Where the Money Goes - Life Pie Ratios

I had a good conversation with my supervisor yesterday as he's also planning on buying a house.  We wound up talking about budgeting and his suggestion was that  no matter how much money comes in, or where it comes from, you come up with a family rule - like 50-25-25 and so 50% goes to saving, 25% debt, and 25% fun.  Then, you're never faced with, well we got a $500 refund from our taxes - what to do with it.

That conversation got me thinking about Gail VazOxlade's financial pie - and I wonder where Jordan and I were sitting on it.  So I used our 7 month trailing averages that I've been posting as well as our budget and basically plunked in all our numbers into Gail's spreadsheet and then cleaned it up a bit.

This is what I came up with:

The fixed expenses are actually our fixed expenses and the variable expenses is our 7 month average - not what we intend on spending each month (which is very different).

We intend on putting away $1,500 each month into our planned spending saving categories.  These include the house fund/wedding fund/christmas ect.

The average we have spent on emergencies is $200 but we actually put away $100 month.

The intent of going through this wasn't just to do another budget but to help identify where we are squeezed.  You can see from here that while we intend to put away $1,500 a month - with what we're actually spending, we wind up being $760 short every month.

To identify areas for potential saving based on Gails' financial pie, we can summarize all of the categories (the colours are hers by the by).

I can see write away that we're spending 114% of our income each month.  Keep in mind we're not actually going into debt for this - we just wind up saving less then we intend to to make everything work.  But this really shows me why/where/what is going on.

We spend nothing on debt and are below the housing expectation.

We spend more on transportation and life then Gail's recommendations.

We know from Gail that if you spend less or under in one category, it's 100% okay to spend more in another.  For instance, our saving at 35% is great, but we're not actually achieve that - it's just what we intend to do.

Jordan often says that we would have a lot more flexibility with our budget if we saved less (or planned to spend less) but I beleive that we'll spend the money whether we have it or not, so it's better to try to put that money away ahead of time (like at Christmas for example).

I think the biggest place for improvement is in life.

Life.  I was telling my mom that the last two months that Jordan and I have been really trying to spend less and we feel stressed over it because even though we're trying really hard - we're still spending a lot....so that's really de-motivating.   So we'll have to have a think about getting our life spending down and perhaps having a think about our saving/planned spending down to a bit more realistic number.

One example could be:

If we did something like this, we would save/planned spend $300 less a month and spend about $425 less on life - taking some from each would certainly be easier then all from one or another.

I feel like this post is a little all over the place and apologize for that - I wanted to go through and share this exercise to get my brain thinking about the least stressful way to make some changes.
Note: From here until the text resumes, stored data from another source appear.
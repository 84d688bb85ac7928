use maklaro_core::AppError;
use sqlx::PgPool;
use sqlx::postgres::PgPoolOptions;

/// Upper bound for the API's Postgres connection pool.
const MAX_POOL_CONNECTIONS: u32 = 10;

/// Connects to Postgres and brings the schema up to date.
///
/// Migrations are embedded at compile time, so a fresh database and an
/// already-migrated one go through the same path.
pub async fn connect_and_migrate(database_url: &str) -> Result<PgPool, AppError> {
    let pool = connect_pool(database_url).await?;
    apply_migrations(&pool).await?;

    Ok(pool)
}

async fn connect_pool(database_url: &str) -> Result<PgPool, AppError> {
    PgPoolOptions::new()
        .max_connections(MAX_POOL_CONNECTIONS)
        .connect(database_url)
        .await
        .map_err(|error| AppError::Store(format!("failed to connect to database: {error}")))
}

async fn apply_migrations(pool: &PgPool) -> Result<(), AppError> {
    sqlx::migrate!("../../crates/infrastructure/migrations")
        .run(pool)
        .await
        .map_err(|error| AppError::Store(format!("failed to run migrations: {error}")))
}
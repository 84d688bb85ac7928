//! Application services and ports.

#![forbid(unsafe_code)]

mod provisioning_ports;
mod provisioning_service;

pub use provisioning_ports::{
    AuditEvent, AuditRepository, IdentityProvider, MembershipStore, NewIdentity, RoleSeed,
    RoleStore, TenantDirectory, TenantRole, UserIdentity,
};
pub use provisioning_service::{
    CredentialHandoffOutcome, CredentialHandoffService, EmailService, IdentityService,
    ProvisionTenantAdminInput, ProvisioningOutcome, ProvisioningReport, ResolvedIdentity,
    RoleBootstrapOutcome, RoleBootstrapService, SecretHasher, TenantProvisioningService,
};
  1. I'd start with separating your Retirement savings (which is Gail's 10%) from your planned spending savings, which are really life. Protect those at (almost) all cost, and go from there.

  2. I've been doing the exact same thing! I have been "overspending" but not beyond my means. Instead of putting the $1000 I have budgeted for debt repayment every month I have been putting about $600 and spending the rest on variable items. I am hoping to put a huge stop on this now that I will be making more money, but I can certainly understand the frustration of spending more than you think you should/more than you want to. As well, once you have a house that will change your life pie again. I think this is a very useful exercise I will try it out and post it on my blog soon. Thanks for the idea :)

  3. I see on your chart that you have 0% on debt but keep in mind that having a car payment is still consider as a debt.

  4. @ Mom - that's a good suggestion. I think If I did that then I should also include the pension money that comes right off my pay - so will need to make a few other changes too..hmm...

    @ Morgaine - I'm looking forward to reading about yours too!

    @ Anon - I agree with you, it is debt. For the purpose of this exercise, I was follow Gail Vaz Oxlade's method and that includes vehicle payments under the vehicle category, not debt.

    I probably have a play with this and post it again.